**Given records**
"""
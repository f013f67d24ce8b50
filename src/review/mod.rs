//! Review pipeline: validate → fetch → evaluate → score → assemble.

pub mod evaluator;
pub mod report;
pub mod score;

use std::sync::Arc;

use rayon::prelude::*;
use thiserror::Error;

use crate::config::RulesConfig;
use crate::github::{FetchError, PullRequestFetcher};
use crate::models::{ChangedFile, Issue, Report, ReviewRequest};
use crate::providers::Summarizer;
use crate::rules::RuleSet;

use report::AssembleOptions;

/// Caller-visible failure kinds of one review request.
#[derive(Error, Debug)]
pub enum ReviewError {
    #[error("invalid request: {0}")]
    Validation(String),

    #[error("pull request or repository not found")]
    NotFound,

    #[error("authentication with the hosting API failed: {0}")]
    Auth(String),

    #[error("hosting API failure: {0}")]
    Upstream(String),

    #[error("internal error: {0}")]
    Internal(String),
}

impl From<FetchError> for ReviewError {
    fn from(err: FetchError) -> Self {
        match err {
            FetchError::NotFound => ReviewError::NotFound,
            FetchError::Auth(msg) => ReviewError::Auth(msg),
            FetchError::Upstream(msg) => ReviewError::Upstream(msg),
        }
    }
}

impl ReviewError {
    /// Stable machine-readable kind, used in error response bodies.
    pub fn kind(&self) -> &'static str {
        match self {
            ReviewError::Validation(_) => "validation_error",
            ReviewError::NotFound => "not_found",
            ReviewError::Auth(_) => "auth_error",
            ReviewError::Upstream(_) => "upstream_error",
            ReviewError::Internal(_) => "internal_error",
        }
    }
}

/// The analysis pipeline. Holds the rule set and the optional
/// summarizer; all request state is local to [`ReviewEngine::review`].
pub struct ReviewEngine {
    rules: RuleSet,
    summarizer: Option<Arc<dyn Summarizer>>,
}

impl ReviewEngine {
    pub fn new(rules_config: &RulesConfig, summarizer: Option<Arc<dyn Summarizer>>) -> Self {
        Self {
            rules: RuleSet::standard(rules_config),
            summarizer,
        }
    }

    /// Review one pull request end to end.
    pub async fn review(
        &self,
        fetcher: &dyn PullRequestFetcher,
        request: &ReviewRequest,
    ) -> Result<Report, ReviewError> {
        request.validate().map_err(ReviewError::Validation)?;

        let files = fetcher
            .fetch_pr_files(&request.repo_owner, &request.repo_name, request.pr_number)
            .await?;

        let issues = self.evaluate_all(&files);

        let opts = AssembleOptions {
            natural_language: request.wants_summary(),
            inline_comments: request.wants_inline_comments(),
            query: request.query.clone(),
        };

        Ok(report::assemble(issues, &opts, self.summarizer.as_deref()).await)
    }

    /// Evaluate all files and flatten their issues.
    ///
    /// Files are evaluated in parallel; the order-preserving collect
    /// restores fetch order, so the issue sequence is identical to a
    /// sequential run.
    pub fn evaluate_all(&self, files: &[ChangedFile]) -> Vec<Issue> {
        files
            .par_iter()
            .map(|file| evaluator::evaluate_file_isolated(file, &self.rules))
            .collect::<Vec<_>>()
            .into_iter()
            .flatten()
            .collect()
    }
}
"""
**Exercise requirements**
Every line in the data above has to be retyped exactly.

**Solution to this exercise**
repository f013f67d24ce8b50
filename src/review/mod.rs
//! Review pipeline: validate → fetch → evaluate → score → assemble.

pub mod evaluator;
pub mod report;
pub mod score;

use std::sync::Arc;

use rayon::prelude::*;
use thiserror::Error;

use crate::config::RulesConfig;
use crate::github::{FetchError, PullRequestFetcher};
use crate::models::{ChangedFile, Issue, Report, ReviewRequest};
use crate::providers::Summarizer;
use crate::rules::RuleSet;

use report::AssembleOptions;

/// Caller-visible failure kinds of one review request.
#[derive(Error, Debug)]
pub enum ReviewError {
    #[error("invalid request: {0}")]
    Validation(String),

    #[error("pull request or repository not found")]
    NotFound,

    #[error("authentication with the hosting API failed: {0}")]
    Auth(String),

    #[error("hosting API failure: {0}")]
    Upstream(String),

    #[error("internal error: {0}")]
    Internal(String),
}

impl From<FetchError> for ReviewError {
    fn from(err: FetchError) -> Self {
        match err {
            FetchError::NotFound => ReviewError::NotFound,
            FetchError::Auth(msg) => ReviewError::Auth(msg),
            FetchError::Upstream(msg) => ReviewError::Upstream(msg),
        }
    }
}

impl ReviewError {
    /// Stable machine-readable kind, used in error response bodies.
    pub fn kind(&self) -> &'static str {
        match self {
            ReviewError::Validation(_) => "validation_error",
            ReviewError::NotFound => "not_found",
            ReviewError::Auth(_) => "auth_error",
            ReviewError::Upstream(_) => "upstream_error",
            ReviewError::Internal(_) => "internal_error",
        }
    }
}

/// The analysis pipeline. Holds the rule set and the optional
/// summarizer; all request state is local to [`ReviewEngine::review`].
pub struct ReviewEngine {
    rules: RuleSet,
    summarizer: Option<Arc<dyn Summarizer>>,
}

impl ReviewEngine {
    pub fn new(rules_config: &RulesConfig, summarizer: Option<Arc<dyn Summarizer>>) -> Self {
        Self {
            rules: RuleSet::standard(rules_config),
            summarizer,
        }
    }

    /// Review one pull request end to end.
    pub async fn review(
        &self,
        fetcher: &dyn PullRequestFetcher,
        request: &ReviewRequest,
    ) -> Result<Report, ReviewError> {
        request.validate().map_err(ReviewError::Validation)?;

        let files = fetcher
            .fetch_pr_files(&request.repo_owner, &request.repo_name, request.pr_number)
            .await?;

        let issues = self.evaluate_all(&files);

        let opts = AssembleOptions {
            natural_language: request.wants_summary(),
            inline_comments: request.wants_inline_comments(),
            query: request.query.clone(),
        };

        Ok(report::assemble(issues, &opts, self.summarizer.as_deref()).await)
    }

    /// Evaluate all files and flatten their issues.
    ///
    /// Files are evaluated in parallel; the order-preserving collect
    /// restores fetch order, so the issue sequence is identical to a
    /// sequential run.
    pub fn evaluate_all(&self, files: &[ChangedFile]) -> Vec<Issue> {
        files
            .par_iter()
            .map(|file| evaluator::evaluate_file_isolated(file, &self.rules))
            .collect::<Vec<_>>()
            .into_iter()
            .flatten()
            .collect()
    }
}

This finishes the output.